'''

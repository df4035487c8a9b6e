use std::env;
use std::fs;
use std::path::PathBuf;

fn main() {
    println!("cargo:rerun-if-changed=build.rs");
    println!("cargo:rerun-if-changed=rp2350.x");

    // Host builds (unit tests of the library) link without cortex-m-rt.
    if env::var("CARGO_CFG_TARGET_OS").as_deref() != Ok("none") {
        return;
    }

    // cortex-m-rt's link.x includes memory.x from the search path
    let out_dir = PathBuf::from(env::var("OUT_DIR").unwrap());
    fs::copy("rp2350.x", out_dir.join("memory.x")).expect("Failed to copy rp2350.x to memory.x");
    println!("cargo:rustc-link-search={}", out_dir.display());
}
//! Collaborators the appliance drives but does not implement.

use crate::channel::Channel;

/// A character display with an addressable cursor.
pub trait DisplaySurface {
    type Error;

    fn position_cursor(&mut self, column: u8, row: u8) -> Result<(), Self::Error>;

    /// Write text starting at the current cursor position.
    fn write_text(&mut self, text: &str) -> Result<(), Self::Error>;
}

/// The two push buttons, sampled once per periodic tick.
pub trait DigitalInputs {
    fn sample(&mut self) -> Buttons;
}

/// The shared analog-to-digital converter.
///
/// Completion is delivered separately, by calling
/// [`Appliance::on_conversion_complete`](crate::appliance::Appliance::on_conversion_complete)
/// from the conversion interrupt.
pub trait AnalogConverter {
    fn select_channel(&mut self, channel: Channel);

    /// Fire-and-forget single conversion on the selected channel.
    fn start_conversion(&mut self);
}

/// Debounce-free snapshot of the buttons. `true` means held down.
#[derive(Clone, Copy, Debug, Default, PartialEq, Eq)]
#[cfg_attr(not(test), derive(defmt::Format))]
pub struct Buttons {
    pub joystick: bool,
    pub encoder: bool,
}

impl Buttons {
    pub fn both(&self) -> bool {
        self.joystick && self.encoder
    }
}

'''
'''

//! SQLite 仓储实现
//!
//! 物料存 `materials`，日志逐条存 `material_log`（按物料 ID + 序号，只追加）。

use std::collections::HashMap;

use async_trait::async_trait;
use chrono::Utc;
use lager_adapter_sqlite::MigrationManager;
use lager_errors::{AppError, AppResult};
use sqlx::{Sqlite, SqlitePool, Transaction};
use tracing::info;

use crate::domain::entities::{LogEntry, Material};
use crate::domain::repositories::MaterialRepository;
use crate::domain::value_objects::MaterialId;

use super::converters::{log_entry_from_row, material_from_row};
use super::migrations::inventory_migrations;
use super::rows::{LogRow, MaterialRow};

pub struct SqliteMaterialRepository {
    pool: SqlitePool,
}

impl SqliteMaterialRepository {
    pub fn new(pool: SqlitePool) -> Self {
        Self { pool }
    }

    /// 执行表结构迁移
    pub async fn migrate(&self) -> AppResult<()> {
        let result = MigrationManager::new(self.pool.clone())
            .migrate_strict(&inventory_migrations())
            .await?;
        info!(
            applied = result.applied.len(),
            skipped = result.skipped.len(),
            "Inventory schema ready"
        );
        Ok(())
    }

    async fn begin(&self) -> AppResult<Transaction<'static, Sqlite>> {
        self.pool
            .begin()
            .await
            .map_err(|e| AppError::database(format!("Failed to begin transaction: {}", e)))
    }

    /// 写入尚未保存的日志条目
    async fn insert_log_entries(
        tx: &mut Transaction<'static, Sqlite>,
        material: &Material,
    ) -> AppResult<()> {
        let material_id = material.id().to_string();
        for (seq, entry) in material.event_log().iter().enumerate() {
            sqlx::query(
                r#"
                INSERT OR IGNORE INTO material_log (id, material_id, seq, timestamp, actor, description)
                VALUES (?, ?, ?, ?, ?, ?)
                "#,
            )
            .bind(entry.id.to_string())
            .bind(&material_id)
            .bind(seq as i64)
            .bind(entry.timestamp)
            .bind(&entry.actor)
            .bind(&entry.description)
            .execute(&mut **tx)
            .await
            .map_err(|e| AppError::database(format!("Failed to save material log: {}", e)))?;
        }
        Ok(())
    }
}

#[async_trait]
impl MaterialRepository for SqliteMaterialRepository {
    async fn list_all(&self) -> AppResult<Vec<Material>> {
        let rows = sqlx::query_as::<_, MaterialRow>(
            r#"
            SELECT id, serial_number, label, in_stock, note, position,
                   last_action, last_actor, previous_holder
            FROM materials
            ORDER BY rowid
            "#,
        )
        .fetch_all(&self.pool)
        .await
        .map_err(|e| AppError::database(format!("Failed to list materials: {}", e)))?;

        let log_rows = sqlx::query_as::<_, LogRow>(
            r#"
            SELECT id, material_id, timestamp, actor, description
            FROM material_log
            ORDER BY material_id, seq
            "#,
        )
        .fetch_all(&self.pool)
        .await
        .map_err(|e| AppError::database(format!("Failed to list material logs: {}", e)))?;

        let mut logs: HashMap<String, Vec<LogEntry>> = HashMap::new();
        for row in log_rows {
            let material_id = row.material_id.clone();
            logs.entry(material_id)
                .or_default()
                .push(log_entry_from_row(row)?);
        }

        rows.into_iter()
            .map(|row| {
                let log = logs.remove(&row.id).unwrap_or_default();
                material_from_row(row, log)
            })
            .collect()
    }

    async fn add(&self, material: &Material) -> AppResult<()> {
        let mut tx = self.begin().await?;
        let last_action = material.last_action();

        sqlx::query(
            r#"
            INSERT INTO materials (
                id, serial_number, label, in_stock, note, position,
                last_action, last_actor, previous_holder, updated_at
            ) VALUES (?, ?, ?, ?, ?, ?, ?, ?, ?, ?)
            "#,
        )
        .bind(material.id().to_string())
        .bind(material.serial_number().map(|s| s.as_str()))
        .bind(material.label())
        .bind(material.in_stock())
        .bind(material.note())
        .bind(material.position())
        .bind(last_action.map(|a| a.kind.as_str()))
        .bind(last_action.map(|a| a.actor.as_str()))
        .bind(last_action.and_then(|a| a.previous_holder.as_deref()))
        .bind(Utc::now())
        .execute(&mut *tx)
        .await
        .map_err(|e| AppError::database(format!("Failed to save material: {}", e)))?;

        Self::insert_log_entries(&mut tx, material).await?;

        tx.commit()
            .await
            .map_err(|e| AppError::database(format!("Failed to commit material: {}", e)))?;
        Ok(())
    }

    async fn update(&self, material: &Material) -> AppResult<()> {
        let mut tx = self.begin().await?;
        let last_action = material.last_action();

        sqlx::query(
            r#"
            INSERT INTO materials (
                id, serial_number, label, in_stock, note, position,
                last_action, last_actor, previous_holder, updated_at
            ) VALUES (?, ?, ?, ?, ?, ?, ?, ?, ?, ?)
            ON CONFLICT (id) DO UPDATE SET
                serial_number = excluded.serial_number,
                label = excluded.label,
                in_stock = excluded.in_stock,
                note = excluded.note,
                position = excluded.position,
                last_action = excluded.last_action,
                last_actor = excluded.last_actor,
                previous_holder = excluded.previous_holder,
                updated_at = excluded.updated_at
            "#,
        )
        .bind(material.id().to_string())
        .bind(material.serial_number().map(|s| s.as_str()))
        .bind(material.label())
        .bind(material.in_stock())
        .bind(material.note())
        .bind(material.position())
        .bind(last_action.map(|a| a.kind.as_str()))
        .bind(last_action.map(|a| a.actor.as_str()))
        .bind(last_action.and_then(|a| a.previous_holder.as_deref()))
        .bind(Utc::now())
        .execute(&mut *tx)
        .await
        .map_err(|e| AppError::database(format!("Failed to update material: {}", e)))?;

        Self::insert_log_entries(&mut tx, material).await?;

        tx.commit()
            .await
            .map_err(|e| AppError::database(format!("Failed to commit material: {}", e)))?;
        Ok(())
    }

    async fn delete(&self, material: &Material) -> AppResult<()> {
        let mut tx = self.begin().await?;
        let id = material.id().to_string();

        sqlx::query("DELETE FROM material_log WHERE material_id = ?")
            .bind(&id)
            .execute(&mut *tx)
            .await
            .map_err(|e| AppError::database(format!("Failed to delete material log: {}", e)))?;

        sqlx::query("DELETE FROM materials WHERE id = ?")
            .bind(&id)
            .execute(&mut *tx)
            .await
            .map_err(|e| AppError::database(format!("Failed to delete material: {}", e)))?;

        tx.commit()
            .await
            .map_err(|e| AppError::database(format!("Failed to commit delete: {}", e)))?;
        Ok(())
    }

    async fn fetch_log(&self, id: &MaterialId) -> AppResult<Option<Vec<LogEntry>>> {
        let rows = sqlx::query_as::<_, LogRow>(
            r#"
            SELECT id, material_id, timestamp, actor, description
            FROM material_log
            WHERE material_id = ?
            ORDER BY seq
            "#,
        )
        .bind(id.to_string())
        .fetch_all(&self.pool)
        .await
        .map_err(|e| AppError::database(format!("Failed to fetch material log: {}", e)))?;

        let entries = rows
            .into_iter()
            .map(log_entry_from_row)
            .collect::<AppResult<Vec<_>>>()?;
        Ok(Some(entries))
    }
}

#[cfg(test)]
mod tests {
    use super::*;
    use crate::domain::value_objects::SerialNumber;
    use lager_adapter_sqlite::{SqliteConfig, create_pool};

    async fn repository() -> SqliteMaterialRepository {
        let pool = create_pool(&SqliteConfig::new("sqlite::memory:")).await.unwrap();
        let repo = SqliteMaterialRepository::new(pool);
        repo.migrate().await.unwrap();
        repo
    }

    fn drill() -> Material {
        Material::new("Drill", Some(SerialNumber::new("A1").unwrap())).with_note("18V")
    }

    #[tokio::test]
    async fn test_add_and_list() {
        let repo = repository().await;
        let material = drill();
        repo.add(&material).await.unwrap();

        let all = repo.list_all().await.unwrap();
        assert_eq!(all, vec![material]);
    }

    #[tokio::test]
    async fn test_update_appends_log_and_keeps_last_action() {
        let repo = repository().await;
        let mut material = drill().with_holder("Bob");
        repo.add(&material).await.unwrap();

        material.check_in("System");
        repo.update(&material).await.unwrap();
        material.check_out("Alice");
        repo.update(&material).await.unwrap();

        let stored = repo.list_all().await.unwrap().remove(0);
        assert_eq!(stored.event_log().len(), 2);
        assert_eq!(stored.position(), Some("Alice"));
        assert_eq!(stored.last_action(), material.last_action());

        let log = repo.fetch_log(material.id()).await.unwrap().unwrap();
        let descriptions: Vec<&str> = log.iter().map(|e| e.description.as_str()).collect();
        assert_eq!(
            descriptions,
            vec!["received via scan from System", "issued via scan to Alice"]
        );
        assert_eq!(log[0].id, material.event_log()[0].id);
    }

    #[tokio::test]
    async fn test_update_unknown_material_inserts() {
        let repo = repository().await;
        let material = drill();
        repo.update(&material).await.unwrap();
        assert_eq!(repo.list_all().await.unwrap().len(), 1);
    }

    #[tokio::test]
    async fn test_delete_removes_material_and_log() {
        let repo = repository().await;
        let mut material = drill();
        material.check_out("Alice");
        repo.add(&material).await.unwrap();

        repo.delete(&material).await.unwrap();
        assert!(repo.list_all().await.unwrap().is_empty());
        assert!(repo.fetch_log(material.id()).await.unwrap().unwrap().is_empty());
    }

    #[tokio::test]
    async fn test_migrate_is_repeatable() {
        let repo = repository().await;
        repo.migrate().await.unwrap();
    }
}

'''

◆ **Task to carry out**: Look through the entries above, and wherever a line holds the string "derive", copy it.

◆ **Expected output**:
#[derive(Clone, Copy, Debug, Default, PartialEq, Eq)]
#[cfg_attr(not(test), derive(defmt::Format))]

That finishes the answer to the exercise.